In Gawande’s next essay, he discusses a different aspect of diligence: the great lengths the WHO went to in order to contain an outbreak of polio in rural third-world countries. Through a great and grueling effort on the ground, medical professionals were able to vaccinate 25 million children in India, China, Bhutan, Thailand, Pakistan, Vietnam, and Burma in a single week. Gawande writes that if we are someday able to eradicate polio through vaccinations, it will be “a monument to the perfection of performance.”

Gawande’s third example of diligence is of military medics working to save the lives of US soldiers injured in Iraq. At one point during the war, casualties were on the rise. Eventually, the military realized that trauma care was the root cause of the increase. An observation of the data led to improvements in trauma care that saved lives and reduced the number of casualties.

In the next section of the book, Gawande considers what it means for doctors to “do right” by their patients. He brings up the issue of medical malpractice and lawsuits through two stories: one of a colleague whose son suffered injury as the result of a medical error, and the other of a former physician who now works as a medical malpractice lawyer. Gawande uses their stories to explore both sides of the issue, concluding that malpractice lawsuits result in poor outcomes for both parties. He writes that a more satisfying way to resolve questions of error is needed. As it is, patients rarely receive satisfactory compensation if they sue for malpractice, while for doctors, a single error could cost them their license.

Gawande also discusses the role physicians play in executions, supervising the sentences of criminals on death row. He profiles “Doctor D,” a man who oversees these deaths despite his anti-death penalty activism. As Gawande explains, Doctor D sees himself as ministering to patients who are akin to terminally ill patients, but from a legal standpoint rather than a medical one. They are going to die regardless, so he considers it his duty to ensure their final moments are free from pain. Gawande considers the complex ethical dilemma posited by doctors participating in sanctioned executions.

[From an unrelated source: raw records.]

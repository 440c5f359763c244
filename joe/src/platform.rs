//! Platform history/audit API client: an optional collaborator
//! that records finished commands for later review. Disabled entirely
//! when `history_enabled = false`.

use std::time::Duration;

use async_trait::async_trait;
use serde::{Deserialize, Serialize};

use crate::error::EngineError;
use crate::model::CommandRecord;

#[derive(Debug, Serialize)]
struct CreateSessionRequest<'a> {
    project: &'a str,
    #[serde(rename = "user_id")]
    user_id: &'a str,
    username: &'a str,
    channel: &'a str,
}

#[derive(Debug, Deserialize)]
struct CreateSessionResponse {
    #[serde(rename = "session_id")]
    session_id: String,
}

#[derive(Debug, Deserialize)]
pub struct PostCommandResponse {
    pub command_id: String,
    pub command_link: Option<String>,
}

/// The external history/collaboration service. `post_command` is the only
/// call whose response the dispatcher inspects (for `command_link`).
#[async_trait]
pub trait PlatformClient: Send + Sync {
    async fn create_session(
        &self,
        project: &str,
        user_id: &str,
        username: &str,
        channel: &str,
    ) -> Result<String, EngineError>;

    async fn post_command(&self, record: &CommandRecord) -> Result<PostCommandResponse, EngineError>;

    async fn post_message(&self, session_id: &str, text: &str) -> Result<(), EngineError>;

    async fn add_artifact(&self, message_id: &str, title: &str, content: &str) -> Result<String, EngineError>;
}

/// `reqwest`-backed Platform client, authenticated via an `Access-Token` header.
pub struct HttpPlatformClient {
    client: reqwest::Client,
    base_url: String,
    token: String,
}

impl HttpPlatformClient {
    pub fn new(base_url: impl Into<String>, token: impl Into<String>) -> Self {
        Self {
            client: reqwest::Client::builder()
                .timeout(Duration::from_secs(joe_core::HTTP_TIMEOUT_SECS))
                .build()
                .expect("reqwest client"),
            base_url: base_url.into(),
            token: token.into(),
        }
    }
}

#[async_trait]
impl PlatformClient for HttpPlatformClient {
    async fn create_session(
        &self,
        project: &str,
        user_id: &str,
        username: &str,
        channel: &str,
    ) -> Result<String, EngineError> {
        let url = format!("{}/rpc/session", self.base_url);
        let resp = self
            .client
            .post(&url)
            .header("Access-Token", &self.token)
            .json(&CreateSessionRequest {
                project,
                user_id,
                username,
                channel,
            })
            .send()
            .await
            .map_err(|e| EngineError::Transport(e.to_string()))?;

        if !resp.status().is_success() {
            return Err(EngineError::History(format!(
                "create_session failed: {}",
                resp.status()
            )));
        }

        let parsed: CreateSessionResponse =
            resp.json().await.map_err(|e| EngineError::History(e.to_string()))?;
        Ok(parsed.session_id)
    }

    async fn post_command(&self, record: &CommandRecord) -> Result<PostCommandResponse, EngineError> {
        let url = format!("{}/rpc/command", self.base_url);
        let resp = self
            .client
            .post(&url)
            .header("Access-Token", &self.token)
            .json(record)
            .send()
            .await
            .map_err(|e| EngineError::Transport(e.to_string()))?;

        if !resp.status().is_success() {
            return Err(EngineError::History(format!(
                "post_command failed: {}",
                resp.status()
            )));
        }

        resp.json().await.map_err(|e| EngineError::History(e.to_string()))
    }

    async fn post_message(&self, session_id: &str, text: &str) -> Result<(), EngineError> {
        let url = format!("{}/rpc/message", self.base_url);
        let resp = self
            .client
            .post(&url)
            .header("Access-Token", &self.token)
            .json(&serde_json::json!({ "session_id": session_id, "message": text }))
            .send()
            .await
            .map_err(|e| EngineError::Transport(e.to_string()))?;

        if !resp.status().is_success() {
            return Err(EngineError::History(format!(
                "post_message failed: {}",
                resp.status()
            )));
        }
        Ok(())
    }

    async fn add_artifact(&self, message_id: &str, title: &str, content: &str) -> Result<String, EngineError> {
        let url = format!("{}/rpc/artifact", self.base_url);
        let resp = self
            .client
            .post(&url)
            .header("Access-Token", &self.token)
            .json(&serde_json::json!({
                "message_id": message_id,
                "title": title,
                "content": content,
            }))
            .send()
            .await
            .map_err(|e| EngineError::Transport(e.to_string()))?;

        if !resp.status().is_success() {
            return Err(EngineError::History(format!(
                "add_artifact failed: {}",
                resp.status()
            )));
        }

        let body: serde_json::Value = resp.json().await.map_err(|e| EngineError::History(e.to_string()))?;
        body.get("link")
            .and_then(|v| v.as_str())
            .map(str::to_string)
            .ok_or_else(|| EngineError::History("add_artifact response missing link".into()))
    }
}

The final section of the book explores medical ingenuity. Gawande explains that the term is not so much about intelligence as character: ingenuity, to him, requires an obsessive mind willing to continually evolve to stay at the top of the field.

Gawande uses Virginia Apgar as an example. Back in the 1930s, childbirth mortality rates were high for women. Apgar invented a scoring system to measure the health of a newborn immediately after its birth. The variables in the score could be measured and tracked in a way that led to significant improvements in the childbirth process. Another example is of LeRoy Matthews and Warren Werwick, pediatricians who developed expertise in fighting cystic fibrosis. Their targeted efforts in fighting the disease led to surprising improvements in treating it.

The book concludes with Gawande’s advice for medical students: ask unscripted questions to learn more from patients, don’t complain, count something, write something, and change (or be willing to change).

Better, like Complications before it, was a nonfiction bestseller. Amazon.com selected Better as one of the 10 best books of 2007. Gawande has since written additional books about the human side of medicine, including The Checklist Manifesto and Being Mortal: Medicine and What Matters in the End.